Our queen of the world cat never had a problem with our previous Golden, he was old and here first and mostly ignored her. Now baby Jaro is a different story. She doesn't like him but torments him. He wants to play and gets her in corners and she hisses and bats at him and runs so he will chase her. I do have up gates so she can have some space, and I expect one of these days things will calm down.


----------



## Solas Goldens (Nov 10, 2007)

I have 4 dogs and two cats, our tiger cat Pappy walks all over the house on the ground included, and occasionally the dogs will go over and mouth his head or put a paw on him, but for the most part the cat just hangs with them, and they even share the dog bed with him. On the other hand my orange cat Sunny, gets harassed any time he is on the ground. I think it's because he runs when the dogs approach him.
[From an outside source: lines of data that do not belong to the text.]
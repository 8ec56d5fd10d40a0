//! Series anomaly detectors
//!
//! Each detector looks at a time-ordered series of finite values and
//! returns the points it considers anomalous, in series order. Ordering and
//! filtering of the raw input is done once by the
//! [`AnomalyDetector`](crate::AnomalyDetector) before any detector runs.

mod percentile;
mod seasonal;
mod trend;
mod zscore;

pub use percentile::PercentileDetector;
pub use seasonal::SeasonalDetector;
pub use trend::TrendBreakDetector;
pub use zscore::ZScoreDetector;

use carbonguard_core::{DetectedAnomaly, SeriesPoint};
use serde::{Deserialize, Serialize};

/// One anomaly detection strategy
pub trait Detector {
    /// Short name used in logs
    fn name(&self) -> &'static str;

    /// Anomalies in `series`, which must be time-ordered and finite
    fn detect(&self, series: &[SeriesPoint]) -> Vec<DetectedAnomaly>;
}

/// How eagerly the z-score detector flags points
#[derive(Debug, Clone, Copy, PartialEq, Eq, Hash, Default, Serialize, Deserialize)]
#[serde(rename_all = "lowercase")]
pub enum Sensitivity {
    High,
    #[default]
    Medium,
    Low,
}

impl Sensitivity {
    /// Standard deviations a point must exceed to be flagged
    pub const fn zscore_threshold(&self) -> f64 {
        match self {
            Sensitivity::High => 2.5,
            Sensitivity::Medium => 3.0,
            Sensitivity::Low => 3.5,
        }
    }
}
If he just stood there the game wouldn't be fun and they would leave him alone.As a result he prefers his perch above the dryer or on the Island between the kitchen and Living Room.He will only come down when the dogs are out.


----------



## henry218 (Nov 30, 2009)

we have our dog and cat at almost similar time and similar age, only 1 month diff between the two. it happen for the first 2 weeks or so, and after that they are FRIENDS!! haha.. 
my cat even cleans up my dog face and coat.

cheers


----------



## hardygirl (Apr 3, 2010)

we got our kittens about a year before we got roxy. we've had roxy since march, and really it's only been the last couple weeks that our boy kitty will even be NEAR roxy when she's awake. Our girl kitty lets roxy play with her, and when she has enough she let's her have it. And our cats are not declawed, so roxy usually stops after that. I was hoping that they would become fast friends, but it has taken awhile.


----------



## pride-and-joy (Aug 11, 2010)

*Cat Tree*

This is how Yoshi can chill and not have to sleep with one eye open. Neither dog is a serious threat but they do like to chase him, especially the Rott. I also keep his food bowl on the top perch to keep the dogs from eating the cat food. Love this thing! Overstock.com for less than $100.


----------